## [Required action]
Please work out how many lines in the data below hold the word "true", and state only the number.

┌─ Supplied material

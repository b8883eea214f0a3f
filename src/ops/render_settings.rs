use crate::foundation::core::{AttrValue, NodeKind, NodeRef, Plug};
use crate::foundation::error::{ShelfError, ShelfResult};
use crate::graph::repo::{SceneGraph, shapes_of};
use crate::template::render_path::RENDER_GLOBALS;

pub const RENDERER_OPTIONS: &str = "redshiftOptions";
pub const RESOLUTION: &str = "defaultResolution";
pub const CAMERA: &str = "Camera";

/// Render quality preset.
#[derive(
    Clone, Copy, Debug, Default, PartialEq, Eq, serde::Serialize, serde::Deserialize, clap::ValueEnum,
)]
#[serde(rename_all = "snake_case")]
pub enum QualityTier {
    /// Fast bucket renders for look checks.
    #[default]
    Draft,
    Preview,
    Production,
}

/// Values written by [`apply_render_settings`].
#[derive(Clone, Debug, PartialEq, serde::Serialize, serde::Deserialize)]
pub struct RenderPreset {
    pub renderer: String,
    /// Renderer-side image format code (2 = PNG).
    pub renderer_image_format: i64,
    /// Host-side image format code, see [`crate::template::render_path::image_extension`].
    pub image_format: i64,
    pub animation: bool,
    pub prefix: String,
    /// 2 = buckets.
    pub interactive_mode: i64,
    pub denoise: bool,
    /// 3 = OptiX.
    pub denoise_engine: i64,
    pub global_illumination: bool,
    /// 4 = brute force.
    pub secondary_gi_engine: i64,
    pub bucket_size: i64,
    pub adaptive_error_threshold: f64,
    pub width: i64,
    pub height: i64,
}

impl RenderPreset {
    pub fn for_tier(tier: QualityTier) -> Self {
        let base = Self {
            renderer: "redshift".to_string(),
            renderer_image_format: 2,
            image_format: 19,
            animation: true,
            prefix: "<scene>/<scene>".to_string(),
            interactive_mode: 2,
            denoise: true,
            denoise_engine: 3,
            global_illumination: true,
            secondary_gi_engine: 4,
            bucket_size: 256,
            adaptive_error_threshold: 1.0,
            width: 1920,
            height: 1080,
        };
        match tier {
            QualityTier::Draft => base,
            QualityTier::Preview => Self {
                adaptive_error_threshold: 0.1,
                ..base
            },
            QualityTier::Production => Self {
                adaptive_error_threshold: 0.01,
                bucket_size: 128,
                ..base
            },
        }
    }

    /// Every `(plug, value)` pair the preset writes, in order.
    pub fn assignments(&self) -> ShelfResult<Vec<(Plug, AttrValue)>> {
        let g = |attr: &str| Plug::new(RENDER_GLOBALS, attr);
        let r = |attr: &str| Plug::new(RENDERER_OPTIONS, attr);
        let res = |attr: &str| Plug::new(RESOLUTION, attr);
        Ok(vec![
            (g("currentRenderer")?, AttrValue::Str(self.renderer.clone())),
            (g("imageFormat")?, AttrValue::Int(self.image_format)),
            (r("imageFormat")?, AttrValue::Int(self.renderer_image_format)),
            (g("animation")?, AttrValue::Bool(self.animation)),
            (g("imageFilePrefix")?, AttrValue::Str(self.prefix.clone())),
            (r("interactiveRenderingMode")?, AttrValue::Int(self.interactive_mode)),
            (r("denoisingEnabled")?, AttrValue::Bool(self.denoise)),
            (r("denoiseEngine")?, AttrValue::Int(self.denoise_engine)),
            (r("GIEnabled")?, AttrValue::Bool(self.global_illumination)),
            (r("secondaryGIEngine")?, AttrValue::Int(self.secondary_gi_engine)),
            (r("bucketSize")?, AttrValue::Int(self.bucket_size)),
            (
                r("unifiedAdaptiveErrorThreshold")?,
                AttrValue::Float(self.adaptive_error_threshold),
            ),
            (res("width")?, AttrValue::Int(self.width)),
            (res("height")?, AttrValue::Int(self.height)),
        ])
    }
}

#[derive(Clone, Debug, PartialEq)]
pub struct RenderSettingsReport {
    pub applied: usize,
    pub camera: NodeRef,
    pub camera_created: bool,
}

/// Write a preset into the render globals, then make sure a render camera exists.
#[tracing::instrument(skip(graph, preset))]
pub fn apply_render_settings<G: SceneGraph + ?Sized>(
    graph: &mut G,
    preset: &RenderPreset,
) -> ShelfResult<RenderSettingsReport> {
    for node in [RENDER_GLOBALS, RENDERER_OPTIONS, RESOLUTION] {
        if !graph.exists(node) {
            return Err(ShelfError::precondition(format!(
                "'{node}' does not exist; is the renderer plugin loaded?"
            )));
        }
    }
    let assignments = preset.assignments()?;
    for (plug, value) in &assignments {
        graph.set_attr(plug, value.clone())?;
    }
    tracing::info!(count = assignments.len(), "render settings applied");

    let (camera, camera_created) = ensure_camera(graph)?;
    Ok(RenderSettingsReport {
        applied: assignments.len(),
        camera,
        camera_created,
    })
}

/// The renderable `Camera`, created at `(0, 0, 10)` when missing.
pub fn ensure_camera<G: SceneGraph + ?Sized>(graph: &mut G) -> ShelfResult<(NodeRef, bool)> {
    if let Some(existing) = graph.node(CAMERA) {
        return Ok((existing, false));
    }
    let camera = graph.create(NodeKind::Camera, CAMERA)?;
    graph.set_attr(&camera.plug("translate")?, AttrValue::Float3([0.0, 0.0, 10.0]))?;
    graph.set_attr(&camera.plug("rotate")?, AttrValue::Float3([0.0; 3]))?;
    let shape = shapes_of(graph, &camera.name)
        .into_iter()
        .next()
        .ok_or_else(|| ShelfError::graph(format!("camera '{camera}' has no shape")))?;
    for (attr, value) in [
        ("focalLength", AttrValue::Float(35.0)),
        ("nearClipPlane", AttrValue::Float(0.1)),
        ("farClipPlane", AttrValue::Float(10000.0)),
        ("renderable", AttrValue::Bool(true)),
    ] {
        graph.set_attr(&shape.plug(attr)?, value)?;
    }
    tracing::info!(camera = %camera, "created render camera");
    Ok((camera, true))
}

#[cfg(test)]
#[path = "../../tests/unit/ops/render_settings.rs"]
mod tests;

└─

## [Written answer]
5